Stored data entries:
- - -

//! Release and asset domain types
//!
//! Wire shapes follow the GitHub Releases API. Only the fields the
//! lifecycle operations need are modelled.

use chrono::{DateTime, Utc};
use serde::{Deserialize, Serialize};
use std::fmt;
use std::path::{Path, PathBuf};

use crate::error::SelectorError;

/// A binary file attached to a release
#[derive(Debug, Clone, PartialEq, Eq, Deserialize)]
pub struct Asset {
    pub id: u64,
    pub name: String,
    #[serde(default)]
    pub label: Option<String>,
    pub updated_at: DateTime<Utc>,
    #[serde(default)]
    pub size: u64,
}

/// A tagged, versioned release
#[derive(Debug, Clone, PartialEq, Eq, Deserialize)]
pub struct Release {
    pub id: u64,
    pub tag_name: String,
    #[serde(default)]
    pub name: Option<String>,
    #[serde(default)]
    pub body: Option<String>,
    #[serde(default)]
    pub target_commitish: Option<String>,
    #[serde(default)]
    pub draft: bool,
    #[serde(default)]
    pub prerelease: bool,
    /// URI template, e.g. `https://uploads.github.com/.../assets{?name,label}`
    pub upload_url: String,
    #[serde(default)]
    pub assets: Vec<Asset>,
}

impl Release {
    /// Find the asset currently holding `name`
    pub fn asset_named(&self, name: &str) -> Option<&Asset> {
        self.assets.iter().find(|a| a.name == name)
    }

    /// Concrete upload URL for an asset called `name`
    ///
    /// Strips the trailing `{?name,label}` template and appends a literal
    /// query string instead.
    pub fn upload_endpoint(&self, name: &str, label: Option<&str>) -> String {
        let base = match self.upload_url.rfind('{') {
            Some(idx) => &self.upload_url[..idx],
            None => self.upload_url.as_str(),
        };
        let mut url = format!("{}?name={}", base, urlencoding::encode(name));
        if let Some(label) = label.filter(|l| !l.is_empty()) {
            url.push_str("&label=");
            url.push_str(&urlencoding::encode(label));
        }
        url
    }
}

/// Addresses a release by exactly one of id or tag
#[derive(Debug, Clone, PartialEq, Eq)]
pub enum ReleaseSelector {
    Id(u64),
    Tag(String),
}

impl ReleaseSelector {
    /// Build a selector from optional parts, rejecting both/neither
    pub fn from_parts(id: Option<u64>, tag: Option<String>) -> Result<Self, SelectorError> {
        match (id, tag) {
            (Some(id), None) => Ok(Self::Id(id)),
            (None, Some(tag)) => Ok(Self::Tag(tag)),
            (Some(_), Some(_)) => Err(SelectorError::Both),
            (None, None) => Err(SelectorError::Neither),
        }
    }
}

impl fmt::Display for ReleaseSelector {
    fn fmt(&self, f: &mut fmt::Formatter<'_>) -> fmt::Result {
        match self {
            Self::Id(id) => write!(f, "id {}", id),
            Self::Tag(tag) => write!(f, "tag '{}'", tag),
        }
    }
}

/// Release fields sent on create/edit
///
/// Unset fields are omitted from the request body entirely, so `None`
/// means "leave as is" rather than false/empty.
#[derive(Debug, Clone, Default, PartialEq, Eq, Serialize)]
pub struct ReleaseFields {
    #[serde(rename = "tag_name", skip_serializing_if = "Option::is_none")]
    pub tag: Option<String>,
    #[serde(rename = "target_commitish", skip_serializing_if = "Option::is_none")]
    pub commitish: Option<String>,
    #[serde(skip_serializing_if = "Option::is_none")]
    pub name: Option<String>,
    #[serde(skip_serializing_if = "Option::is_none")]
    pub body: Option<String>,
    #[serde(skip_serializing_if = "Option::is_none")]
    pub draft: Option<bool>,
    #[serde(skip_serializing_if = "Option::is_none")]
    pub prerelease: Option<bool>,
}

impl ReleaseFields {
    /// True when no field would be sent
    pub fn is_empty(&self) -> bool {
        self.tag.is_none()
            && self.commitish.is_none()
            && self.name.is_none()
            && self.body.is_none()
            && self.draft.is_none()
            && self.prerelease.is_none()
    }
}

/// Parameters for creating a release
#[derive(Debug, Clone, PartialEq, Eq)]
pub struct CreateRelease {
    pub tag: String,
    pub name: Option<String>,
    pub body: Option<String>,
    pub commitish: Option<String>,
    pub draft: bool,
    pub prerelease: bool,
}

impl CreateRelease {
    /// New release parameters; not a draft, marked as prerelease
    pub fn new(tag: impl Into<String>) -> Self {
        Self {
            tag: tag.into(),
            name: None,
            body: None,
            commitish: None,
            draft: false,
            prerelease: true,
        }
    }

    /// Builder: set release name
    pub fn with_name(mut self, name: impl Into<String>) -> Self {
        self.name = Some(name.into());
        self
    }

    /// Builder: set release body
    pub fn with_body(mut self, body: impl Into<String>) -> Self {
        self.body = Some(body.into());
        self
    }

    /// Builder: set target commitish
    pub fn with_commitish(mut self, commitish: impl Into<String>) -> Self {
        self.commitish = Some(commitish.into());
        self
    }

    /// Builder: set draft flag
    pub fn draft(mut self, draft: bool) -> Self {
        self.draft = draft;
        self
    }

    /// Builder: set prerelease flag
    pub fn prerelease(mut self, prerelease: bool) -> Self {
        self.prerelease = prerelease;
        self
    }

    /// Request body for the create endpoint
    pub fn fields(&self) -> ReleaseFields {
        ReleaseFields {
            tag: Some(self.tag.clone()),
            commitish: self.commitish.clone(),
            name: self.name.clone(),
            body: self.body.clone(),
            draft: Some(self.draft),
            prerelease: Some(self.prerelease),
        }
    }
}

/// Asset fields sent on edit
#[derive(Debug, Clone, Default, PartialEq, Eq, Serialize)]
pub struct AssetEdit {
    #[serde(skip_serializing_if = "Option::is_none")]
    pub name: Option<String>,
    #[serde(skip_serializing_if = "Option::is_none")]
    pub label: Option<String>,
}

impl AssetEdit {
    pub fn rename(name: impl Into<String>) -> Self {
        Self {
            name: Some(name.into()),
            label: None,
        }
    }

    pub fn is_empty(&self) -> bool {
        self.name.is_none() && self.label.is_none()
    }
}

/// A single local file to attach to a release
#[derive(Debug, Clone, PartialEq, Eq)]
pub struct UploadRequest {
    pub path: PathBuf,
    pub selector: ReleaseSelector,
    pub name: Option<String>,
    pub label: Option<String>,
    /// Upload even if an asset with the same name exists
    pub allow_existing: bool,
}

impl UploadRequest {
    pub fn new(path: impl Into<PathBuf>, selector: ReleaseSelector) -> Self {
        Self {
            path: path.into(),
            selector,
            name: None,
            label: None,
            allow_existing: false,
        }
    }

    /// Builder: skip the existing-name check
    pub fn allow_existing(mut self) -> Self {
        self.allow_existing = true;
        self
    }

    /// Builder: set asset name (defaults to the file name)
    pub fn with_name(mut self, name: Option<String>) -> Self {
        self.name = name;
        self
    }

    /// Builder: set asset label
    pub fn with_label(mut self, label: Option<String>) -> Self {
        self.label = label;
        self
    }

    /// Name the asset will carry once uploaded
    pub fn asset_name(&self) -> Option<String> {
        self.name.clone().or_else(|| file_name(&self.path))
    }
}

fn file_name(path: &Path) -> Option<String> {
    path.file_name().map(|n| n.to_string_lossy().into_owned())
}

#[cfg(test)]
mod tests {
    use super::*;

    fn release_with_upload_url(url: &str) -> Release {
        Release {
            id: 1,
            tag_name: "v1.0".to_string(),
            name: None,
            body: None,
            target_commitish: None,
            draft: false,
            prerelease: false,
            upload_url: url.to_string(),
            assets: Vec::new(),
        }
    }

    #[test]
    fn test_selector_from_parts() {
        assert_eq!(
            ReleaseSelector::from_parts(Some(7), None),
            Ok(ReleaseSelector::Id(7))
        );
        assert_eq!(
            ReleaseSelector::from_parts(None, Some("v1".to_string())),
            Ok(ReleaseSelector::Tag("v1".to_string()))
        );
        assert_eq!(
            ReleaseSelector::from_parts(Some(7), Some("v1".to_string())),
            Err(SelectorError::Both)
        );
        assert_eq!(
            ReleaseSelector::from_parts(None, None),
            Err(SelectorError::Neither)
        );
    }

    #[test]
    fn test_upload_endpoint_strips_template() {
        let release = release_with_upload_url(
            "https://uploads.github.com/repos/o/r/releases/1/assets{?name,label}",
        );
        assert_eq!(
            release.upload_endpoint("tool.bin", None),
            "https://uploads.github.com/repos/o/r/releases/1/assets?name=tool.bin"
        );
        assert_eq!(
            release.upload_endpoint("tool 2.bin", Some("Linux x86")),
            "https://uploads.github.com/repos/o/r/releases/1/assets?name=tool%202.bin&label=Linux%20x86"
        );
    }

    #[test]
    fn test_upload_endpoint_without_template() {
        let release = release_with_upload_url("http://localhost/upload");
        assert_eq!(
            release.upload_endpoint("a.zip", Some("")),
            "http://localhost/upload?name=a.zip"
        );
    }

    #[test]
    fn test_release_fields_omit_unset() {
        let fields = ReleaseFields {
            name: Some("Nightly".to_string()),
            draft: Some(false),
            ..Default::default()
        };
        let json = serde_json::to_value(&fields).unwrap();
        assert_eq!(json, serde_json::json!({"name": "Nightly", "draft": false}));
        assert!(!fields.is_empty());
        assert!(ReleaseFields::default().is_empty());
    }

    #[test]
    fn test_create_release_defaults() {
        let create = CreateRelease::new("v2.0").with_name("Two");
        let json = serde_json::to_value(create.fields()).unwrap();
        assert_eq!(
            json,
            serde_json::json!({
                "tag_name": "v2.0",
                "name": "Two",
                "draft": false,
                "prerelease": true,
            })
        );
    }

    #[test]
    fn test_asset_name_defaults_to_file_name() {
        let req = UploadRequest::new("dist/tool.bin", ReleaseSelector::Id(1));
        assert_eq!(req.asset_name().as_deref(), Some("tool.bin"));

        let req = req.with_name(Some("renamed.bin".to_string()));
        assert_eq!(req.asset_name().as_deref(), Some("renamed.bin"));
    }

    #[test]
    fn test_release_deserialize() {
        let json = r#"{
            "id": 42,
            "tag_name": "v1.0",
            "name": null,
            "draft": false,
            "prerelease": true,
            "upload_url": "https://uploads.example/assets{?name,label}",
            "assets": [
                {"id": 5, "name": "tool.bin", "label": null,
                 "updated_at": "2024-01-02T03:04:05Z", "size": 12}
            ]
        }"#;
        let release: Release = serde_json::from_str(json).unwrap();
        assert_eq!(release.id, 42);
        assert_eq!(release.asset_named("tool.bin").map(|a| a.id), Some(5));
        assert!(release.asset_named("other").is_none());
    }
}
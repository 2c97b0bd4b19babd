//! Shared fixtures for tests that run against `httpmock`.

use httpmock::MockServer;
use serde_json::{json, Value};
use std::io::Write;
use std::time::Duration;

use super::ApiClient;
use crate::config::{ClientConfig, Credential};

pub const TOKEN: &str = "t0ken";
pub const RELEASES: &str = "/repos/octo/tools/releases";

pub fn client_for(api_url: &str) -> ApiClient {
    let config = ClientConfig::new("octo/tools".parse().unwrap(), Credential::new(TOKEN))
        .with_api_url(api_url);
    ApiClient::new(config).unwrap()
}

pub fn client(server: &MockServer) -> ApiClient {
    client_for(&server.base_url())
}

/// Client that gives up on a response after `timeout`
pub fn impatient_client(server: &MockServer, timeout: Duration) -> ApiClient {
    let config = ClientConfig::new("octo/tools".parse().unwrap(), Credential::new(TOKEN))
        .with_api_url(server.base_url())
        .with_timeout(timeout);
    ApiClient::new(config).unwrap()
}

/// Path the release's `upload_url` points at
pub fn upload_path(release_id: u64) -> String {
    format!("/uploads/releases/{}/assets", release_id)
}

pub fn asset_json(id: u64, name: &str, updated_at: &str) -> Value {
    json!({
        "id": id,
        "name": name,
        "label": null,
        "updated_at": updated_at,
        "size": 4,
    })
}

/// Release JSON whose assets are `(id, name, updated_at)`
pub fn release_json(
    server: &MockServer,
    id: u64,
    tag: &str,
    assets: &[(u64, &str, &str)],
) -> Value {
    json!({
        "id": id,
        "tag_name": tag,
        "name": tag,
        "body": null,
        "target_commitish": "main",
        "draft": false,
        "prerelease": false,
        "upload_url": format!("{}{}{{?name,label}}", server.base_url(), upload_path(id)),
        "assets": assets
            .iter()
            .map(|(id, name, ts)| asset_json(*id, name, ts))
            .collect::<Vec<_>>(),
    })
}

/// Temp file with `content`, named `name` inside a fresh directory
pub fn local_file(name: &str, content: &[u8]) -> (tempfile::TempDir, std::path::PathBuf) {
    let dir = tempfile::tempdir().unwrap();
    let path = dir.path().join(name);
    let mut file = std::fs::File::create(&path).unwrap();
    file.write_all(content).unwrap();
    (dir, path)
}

- - -

**TO DO**: Find the lines in the data that hold the word "flag". Reply with how many there are and nothing more.

**FINISHED EXERCISE**: 2